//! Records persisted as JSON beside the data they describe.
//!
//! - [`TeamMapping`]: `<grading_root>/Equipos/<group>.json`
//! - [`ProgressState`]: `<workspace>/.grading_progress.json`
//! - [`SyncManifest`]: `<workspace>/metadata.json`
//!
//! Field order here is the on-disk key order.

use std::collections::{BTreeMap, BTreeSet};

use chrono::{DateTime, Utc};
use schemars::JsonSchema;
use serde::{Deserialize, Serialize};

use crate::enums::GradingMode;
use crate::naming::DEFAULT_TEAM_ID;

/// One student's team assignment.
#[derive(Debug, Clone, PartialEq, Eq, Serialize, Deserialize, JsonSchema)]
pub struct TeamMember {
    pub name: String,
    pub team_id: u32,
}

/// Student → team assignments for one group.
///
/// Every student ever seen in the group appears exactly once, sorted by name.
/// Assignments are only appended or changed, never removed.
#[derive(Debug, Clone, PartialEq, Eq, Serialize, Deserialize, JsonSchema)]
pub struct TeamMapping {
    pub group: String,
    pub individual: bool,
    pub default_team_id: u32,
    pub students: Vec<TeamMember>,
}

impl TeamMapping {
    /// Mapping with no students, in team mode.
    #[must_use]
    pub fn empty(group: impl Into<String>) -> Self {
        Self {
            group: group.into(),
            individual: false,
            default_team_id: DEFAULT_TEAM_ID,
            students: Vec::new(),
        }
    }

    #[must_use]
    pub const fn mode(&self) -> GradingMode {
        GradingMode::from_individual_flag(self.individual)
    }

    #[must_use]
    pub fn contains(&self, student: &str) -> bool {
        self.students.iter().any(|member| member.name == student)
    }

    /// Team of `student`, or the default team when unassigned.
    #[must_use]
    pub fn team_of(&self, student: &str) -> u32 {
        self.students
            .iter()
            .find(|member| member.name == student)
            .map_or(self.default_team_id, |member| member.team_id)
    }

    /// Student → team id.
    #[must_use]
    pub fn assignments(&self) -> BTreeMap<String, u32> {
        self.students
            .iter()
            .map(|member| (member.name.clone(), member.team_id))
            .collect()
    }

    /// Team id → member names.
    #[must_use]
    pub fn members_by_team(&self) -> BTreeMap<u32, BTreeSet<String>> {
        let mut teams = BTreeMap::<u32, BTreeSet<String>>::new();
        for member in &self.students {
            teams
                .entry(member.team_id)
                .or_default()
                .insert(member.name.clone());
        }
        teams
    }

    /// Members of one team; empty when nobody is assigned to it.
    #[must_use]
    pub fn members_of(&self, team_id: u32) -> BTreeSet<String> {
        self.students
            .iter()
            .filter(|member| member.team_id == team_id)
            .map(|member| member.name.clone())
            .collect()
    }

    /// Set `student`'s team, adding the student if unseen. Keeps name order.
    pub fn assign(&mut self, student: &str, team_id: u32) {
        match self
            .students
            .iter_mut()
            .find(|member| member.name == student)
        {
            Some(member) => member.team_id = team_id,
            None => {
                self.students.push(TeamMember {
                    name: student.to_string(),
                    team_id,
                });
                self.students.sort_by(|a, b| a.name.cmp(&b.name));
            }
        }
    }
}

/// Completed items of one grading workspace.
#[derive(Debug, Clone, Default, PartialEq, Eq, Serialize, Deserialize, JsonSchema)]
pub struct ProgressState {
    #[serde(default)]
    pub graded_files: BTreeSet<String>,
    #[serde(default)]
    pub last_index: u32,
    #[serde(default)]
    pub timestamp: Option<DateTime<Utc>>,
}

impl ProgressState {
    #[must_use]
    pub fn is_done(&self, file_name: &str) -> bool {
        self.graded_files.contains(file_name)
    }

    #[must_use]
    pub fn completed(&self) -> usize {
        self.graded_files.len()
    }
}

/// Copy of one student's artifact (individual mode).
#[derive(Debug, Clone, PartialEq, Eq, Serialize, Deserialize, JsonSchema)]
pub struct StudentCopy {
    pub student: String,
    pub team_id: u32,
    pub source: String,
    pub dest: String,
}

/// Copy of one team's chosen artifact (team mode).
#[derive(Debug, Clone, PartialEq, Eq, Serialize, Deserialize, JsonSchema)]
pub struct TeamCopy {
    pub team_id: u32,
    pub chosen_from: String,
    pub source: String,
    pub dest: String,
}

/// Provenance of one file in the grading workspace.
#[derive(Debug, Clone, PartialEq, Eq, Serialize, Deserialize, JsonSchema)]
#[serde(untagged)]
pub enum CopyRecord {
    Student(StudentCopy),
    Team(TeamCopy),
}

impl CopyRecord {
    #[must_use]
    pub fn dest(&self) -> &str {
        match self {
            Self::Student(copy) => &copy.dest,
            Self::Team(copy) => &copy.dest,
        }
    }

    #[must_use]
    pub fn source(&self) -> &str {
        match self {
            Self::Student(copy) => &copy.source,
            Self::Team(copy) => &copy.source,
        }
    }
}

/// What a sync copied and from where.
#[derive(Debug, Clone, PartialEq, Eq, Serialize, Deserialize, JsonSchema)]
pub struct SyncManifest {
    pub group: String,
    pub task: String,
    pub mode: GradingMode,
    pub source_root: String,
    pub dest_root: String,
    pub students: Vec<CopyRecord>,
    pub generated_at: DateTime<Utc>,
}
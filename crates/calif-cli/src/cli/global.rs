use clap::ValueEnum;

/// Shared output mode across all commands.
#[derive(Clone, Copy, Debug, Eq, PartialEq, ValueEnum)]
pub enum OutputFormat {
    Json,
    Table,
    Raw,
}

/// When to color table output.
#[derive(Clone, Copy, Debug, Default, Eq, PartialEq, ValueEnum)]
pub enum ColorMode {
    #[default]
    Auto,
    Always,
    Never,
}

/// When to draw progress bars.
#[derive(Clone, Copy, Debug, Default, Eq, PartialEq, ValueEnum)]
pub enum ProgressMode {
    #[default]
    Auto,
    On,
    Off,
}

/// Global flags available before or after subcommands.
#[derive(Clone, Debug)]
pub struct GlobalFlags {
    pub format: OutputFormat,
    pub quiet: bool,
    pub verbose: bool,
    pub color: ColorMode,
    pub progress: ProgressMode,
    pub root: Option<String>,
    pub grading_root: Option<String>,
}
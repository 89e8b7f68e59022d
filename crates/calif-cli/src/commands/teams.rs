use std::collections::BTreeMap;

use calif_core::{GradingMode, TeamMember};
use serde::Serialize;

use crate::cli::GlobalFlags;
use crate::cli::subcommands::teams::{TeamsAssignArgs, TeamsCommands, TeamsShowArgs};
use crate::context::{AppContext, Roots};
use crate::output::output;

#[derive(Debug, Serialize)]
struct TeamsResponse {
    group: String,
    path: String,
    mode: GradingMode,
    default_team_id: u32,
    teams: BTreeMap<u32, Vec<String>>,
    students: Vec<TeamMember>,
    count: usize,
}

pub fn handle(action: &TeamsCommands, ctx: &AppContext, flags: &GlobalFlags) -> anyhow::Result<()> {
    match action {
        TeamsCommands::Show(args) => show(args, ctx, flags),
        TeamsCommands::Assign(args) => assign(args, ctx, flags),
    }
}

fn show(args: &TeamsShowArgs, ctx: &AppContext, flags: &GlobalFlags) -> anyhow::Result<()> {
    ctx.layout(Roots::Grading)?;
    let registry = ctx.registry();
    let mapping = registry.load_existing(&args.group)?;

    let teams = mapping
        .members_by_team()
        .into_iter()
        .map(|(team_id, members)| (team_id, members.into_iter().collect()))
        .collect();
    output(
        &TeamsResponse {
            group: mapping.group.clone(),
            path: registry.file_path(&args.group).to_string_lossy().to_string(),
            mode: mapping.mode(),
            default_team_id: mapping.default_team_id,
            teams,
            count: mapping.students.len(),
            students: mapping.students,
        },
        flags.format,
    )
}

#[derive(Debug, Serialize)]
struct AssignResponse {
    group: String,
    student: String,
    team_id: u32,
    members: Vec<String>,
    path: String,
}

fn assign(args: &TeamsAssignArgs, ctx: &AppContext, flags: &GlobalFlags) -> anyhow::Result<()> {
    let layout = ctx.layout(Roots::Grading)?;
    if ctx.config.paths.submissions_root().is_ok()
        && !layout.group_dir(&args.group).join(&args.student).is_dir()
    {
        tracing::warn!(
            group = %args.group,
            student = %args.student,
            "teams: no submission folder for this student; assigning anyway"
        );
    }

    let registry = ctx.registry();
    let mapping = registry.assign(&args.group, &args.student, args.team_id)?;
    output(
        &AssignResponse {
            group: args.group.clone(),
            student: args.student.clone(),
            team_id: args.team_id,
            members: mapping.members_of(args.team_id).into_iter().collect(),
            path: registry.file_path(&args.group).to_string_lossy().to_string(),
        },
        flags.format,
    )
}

•••••

* _Aim of the task_: If a line in the entries contains "subcommands", copy it.

* _Exercise result_:
/// Global flags available before or after subcommands.
use crate::cli::subcommands::teams::{TeamsAssignArgs, TeamsCommands, TeamsShowArgs};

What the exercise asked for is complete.